Aparat Keamanan Polda Papua saat mengamankan Aksi Unjuk Rasa di Jayapura, foto : nesta/jeratpapua.orgAparat Keamanan Polda Papua saat mengamankan Aksi Unjuk Rasa di Jayapura, foto : nesta/jeratpapua.org

JERAT PAPUA.ORG, JAYAPURA – Hari HAM Sedunia 10 Desember 2023,  Aliansi Demokrasi Untuk Papua ALDP merilis 56 kasus pelanggaran Hak Asasi Manusia yang terjadi sepajang tahun 2023 yang tidak pernah di selesaikan oleh Negera Republik Indonesia hingga saat ini .

 Periode  Januari hingga November 2023, AlDP  setidaknya ada setidaknya 56 (limapuluh enam) aksi kekerasan dan konflik bersenjata yang mengorbankan masyarakat sipil, aparat TNI, POLRI dan Kelompok bersenjata TPNPB.
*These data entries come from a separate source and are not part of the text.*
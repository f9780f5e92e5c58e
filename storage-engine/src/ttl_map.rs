use async_trait::async_trait;
use dashmap::DashMap;
use mercato::ports::CacheStore;
use shared::TtlMs;
use std::fmt::Debug;
use std::sync::Arc;
use std::time::{Duration, Instant};
use tracing::debug;

/// One cached value with its expiry clock. Owned exclusively by the map;
/// readers get clones of the data, never the entry.
#[derive(Clone, Debug)]
pub struct CacheEntry<V> {
    data: V,
    created_at: Instant,
    ttl: Duration,
}

impl<V> CacheEntry<V> {
    fn new(data: V, ttl: TtlMs) -> Self {
        Self {
            data,
            created_at: Instant::now(),
            ttl: ttl.as_duration(),
        }
    }

    fn is_expired(&self) -> bool {
        self.created_at.elapsed() > self.ttl
    }
}

/// In-memory cache with per-entry TTL and lazy eviction.
///
/// An expired entry is deleted as a side effect of the read that finds it,
/// so no background sweep is required for correctness. `spawn_sweeper` can
/// run one anyway to bound memory between reads.
pub struct TtlMap<V>
where
    V: Debug + Send + Sync + Clone + 'static,
{
    entries: DashMap<String, CacheEntry<V>>,
}

impl<V> TtlMap<V>
where
    V: Debug + Send + Sync + Clone + 'static,
{
    pub fn new() -> Self {
        Self {
            entries: DashMap::new(),
        }
    }

    /// Drop every expired entry. Returns how many were removed.
    pub fn sweep(&self) -> usize {
        let before = self.entries.len();
        self.entries.retain(|_, entry| !entry.is_expired());
        before - self.entries.len()
    }

    /// Periodically sweep expired entries. The task ends on its own once
    /// the map is dropped.
    pub fn spawn_sweeper(self: Arc<Self>, interval: Duration) -> tokio::task::JoinHandle<()> {
        let map = Arc::downgrade(&self);
        tokio::spawn(async move {
            let mut ticker = tokio::time::interval(interval);
            ticker.tick().await; // the first tick fires immediately
            loop {
                ticker.tick().await;
                let Some(map) = map.upgrade() else { break };
                let removed = map.sweep();
                if removed > 0 {
                    debug!("swept {} expired cache entries", removed);
                }
            }
        })
    }

    /// Remove the key if its entry is (still) expired. Re-checks under the
    /// shard lock so a concurrent fresh `set` is never thrown away.
    fn evict_if_expired(&self, key: &str) {
        self.entries.remove_if(key, |_, entry| entry.is_expired());
    }
}

impl<V> Default for TtlMap<V>
where
    V: Debug + Send + Sync + Clone + 'static,
{
    fn default() -> Self {
        Self::new()
    }
}

#[async_trait]
impl<V> CacheStore<V> for TtlMap<V>
where
    V: Debug + Send + Sync + Clone + 'static,
{
    async fn set(&self, key: String, value: V, ttl: TtlMs) {
        self.entries.insert(key, CacheEntry::new(value, ttl));
    }

    async fn get(&self, key: &str) -> Option<V> {
        match self.entries.get(key) {
            Some(entry) if !entry.is_expired() => return Some(entry.data.clone()),
            Some(_) => {}
            None => return None,
        }
        self.evict_if_expired(key);
        None
    }

    async fn has(&self, key: &str) -> bool {
        match self.entries.get(key) {
            Some(entry) if !entry.is_expired() => return true,
            Some(_) => {}
            None => return false,
        }
        self.evict_if_expired(key);
        false
    }

    async fn delete(&self, key: &str) -> bool {
        self.entries.remove(key).is_some()
    }

    async fn clear(&self) {
        self.entries.clear();
    }

    async fn entry_count(&self) -> usize {
        self.entries.len()
    }
}

impl<V> Debug for TtlMap<V>
where
    V: Debug + Send + Sync + Clone + 'static,
{
    fn fmt(&self, f: &mut std::fmt::Formatter<'_>) -> std::fmt::Result {
        f.debug_struct("TtlMap")
            .field("entry_count", &self.entries.len())
            .finish()
    }
}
Latifa Kuswariba Alhamid Staf ALDP mengungkapkan, dari 56 kasus tersebut, 12 diantaranya disertai dengan peristiwa pengrusakan sejumlah fasilitas publik, termasuk pesawat terbang, sekolah, bandara, kios dan kantor pemerintah.

“ Pada kasus tersebut, jumlah pengungsi makin bertambah secara signifikan, berasal dari masyarakat sipil OAP dan juga non-OAP. Mobilisasi pengungsi OAP yang jumlahnya sangat besar, tidak mendapatkan perhatian dan penanganan yang serius dari pemerintah.” ungkap Latifa Alhamid pada siaran pers yang di sampaikan oleh ALDP peringati Hari HAM Sedunia 10 Desember 2023, minggu,(10/12/2023).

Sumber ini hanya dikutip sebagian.